### EXERCISE DETAILS
For each line of the data below, copy it if it holds the word "that".

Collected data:
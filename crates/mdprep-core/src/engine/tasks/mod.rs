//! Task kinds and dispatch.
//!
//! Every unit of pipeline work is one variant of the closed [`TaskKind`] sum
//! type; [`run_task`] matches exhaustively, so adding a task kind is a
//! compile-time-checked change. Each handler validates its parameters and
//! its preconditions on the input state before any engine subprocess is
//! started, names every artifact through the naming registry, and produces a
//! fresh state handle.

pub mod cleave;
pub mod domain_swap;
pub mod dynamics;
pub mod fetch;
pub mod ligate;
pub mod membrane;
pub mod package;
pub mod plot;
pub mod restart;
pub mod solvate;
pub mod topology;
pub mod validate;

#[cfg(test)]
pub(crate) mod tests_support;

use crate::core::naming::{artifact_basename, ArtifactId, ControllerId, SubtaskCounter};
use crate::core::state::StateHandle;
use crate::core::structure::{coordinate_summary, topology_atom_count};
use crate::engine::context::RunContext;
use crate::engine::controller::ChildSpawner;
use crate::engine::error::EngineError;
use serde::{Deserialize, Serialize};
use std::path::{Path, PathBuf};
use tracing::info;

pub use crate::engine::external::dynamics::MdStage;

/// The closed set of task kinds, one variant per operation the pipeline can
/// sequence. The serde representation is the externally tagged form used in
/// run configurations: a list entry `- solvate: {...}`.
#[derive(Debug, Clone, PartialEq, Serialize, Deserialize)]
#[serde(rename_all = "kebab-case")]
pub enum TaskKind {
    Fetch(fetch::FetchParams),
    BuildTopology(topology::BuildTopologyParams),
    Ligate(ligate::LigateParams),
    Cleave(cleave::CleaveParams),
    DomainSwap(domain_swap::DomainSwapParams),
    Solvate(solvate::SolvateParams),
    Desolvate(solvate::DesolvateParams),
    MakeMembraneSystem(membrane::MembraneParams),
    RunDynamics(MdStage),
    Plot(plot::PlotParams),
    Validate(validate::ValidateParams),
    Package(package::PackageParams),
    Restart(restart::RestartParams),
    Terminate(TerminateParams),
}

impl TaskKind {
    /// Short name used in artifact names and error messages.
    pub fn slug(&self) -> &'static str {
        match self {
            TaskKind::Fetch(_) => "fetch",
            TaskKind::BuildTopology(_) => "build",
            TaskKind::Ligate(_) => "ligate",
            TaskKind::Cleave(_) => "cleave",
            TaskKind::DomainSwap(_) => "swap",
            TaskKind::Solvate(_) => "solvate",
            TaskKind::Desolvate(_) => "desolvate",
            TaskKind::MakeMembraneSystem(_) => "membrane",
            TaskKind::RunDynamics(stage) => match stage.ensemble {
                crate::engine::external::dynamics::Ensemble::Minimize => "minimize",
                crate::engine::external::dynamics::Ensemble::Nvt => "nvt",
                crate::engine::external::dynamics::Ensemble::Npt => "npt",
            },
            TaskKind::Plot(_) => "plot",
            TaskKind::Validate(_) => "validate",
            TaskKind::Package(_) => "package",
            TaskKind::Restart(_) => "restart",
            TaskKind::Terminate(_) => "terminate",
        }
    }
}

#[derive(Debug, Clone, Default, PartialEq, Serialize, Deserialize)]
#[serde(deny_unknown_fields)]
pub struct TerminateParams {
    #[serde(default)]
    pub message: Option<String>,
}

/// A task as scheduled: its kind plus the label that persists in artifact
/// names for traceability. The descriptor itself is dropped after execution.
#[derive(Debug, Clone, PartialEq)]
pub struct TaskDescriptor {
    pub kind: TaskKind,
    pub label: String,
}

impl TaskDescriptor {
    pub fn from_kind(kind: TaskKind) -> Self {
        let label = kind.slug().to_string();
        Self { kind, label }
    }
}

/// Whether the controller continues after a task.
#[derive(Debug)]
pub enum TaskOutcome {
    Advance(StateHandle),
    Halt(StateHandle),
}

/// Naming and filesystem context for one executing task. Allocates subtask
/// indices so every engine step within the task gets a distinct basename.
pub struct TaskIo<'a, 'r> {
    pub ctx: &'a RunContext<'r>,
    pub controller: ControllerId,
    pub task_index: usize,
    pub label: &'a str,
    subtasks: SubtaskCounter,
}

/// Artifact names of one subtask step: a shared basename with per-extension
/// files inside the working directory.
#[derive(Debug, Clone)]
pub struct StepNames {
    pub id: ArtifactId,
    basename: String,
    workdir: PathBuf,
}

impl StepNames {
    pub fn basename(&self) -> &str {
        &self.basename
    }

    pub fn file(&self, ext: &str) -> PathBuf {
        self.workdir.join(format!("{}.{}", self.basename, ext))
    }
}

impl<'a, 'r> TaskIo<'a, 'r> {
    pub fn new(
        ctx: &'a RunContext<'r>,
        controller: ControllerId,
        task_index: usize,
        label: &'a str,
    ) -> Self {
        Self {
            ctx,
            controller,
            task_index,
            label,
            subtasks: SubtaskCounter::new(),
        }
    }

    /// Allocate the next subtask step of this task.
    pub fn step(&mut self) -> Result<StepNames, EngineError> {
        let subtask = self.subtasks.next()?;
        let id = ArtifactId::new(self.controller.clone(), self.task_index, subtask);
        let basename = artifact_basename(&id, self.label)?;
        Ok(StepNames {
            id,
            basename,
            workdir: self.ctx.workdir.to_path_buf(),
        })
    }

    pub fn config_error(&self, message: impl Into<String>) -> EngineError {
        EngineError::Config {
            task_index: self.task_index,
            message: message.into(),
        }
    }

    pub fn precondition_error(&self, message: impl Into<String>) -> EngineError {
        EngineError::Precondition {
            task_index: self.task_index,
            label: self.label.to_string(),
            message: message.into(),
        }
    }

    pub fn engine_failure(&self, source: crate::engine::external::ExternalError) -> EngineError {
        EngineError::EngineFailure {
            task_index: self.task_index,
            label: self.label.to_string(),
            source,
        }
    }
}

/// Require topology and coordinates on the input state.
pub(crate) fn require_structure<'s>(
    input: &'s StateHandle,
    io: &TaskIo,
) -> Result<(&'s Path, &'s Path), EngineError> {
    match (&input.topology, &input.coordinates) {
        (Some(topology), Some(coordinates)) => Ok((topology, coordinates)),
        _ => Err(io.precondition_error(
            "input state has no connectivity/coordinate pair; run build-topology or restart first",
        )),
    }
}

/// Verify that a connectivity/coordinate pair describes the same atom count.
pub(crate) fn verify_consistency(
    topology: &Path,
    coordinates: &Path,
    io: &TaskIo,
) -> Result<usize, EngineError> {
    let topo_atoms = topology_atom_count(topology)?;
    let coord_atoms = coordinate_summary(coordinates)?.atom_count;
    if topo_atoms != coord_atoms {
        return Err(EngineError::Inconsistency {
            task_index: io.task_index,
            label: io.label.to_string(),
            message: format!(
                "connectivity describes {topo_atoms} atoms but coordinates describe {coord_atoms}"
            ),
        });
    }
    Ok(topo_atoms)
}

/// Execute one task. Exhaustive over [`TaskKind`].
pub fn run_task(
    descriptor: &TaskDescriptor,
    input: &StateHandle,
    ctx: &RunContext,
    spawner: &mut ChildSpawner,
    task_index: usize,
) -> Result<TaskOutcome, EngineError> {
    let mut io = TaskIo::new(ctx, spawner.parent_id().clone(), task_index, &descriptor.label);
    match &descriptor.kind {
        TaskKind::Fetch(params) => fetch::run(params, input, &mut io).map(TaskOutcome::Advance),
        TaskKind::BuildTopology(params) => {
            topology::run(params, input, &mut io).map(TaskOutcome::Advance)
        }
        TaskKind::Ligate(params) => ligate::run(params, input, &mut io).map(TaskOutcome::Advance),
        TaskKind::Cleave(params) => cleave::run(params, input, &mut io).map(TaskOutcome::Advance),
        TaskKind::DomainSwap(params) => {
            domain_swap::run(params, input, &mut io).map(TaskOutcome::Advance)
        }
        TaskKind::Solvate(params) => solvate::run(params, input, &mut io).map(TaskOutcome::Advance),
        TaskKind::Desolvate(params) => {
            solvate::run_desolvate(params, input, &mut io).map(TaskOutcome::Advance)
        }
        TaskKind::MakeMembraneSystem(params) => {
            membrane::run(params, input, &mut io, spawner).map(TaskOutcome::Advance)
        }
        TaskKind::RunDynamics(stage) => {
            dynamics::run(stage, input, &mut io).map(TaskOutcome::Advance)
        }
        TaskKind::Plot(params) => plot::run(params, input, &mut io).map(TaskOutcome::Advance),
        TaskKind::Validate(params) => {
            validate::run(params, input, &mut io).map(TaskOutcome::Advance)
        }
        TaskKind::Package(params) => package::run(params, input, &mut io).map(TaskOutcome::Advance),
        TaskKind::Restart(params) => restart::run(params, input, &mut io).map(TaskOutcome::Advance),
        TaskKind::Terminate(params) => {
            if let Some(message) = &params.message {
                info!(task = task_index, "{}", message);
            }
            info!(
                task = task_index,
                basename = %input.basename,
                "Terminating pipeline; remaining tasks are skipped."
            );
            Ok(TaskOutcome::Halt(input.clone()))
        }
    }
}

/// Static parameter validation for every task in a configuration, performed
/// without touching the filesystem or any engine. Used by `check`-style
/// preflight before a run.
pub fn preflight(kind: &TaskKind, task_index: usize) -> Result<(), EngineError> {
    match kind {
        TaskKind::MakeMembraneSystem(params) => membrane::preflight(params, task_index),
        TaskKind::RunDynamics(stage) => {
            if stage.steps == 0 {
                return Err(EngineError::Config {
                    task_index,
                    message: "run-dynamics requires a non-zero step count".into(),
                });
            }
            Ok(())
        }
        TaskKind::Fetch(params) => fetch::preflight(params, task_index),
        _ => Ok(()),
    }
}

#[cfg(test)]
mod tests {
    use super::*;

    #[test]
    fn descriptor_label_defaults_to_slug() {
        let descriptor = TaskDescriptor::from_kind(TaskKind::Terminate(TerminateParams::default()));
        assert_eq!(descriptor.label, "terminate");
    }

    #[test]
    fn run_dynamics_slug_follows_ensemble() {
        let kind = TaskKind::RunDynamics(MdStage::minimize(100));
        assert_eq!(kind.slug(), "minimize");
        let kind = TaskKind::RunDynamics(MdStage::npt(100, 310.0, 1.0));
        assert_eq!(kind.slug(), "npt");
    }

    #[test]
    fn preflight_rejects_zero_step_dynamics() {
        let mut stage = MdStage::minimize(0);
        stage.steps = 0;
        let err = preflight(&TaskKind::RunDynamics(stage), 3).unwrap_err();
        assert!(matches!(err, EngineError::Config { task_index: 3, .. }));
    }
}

### SOLUTION FOR THIS PROBLEM
/// A task as scheduled: its kind plus the label that persists in artifact
/// Verify that a connectivity/coordinate pair describes the same atom count.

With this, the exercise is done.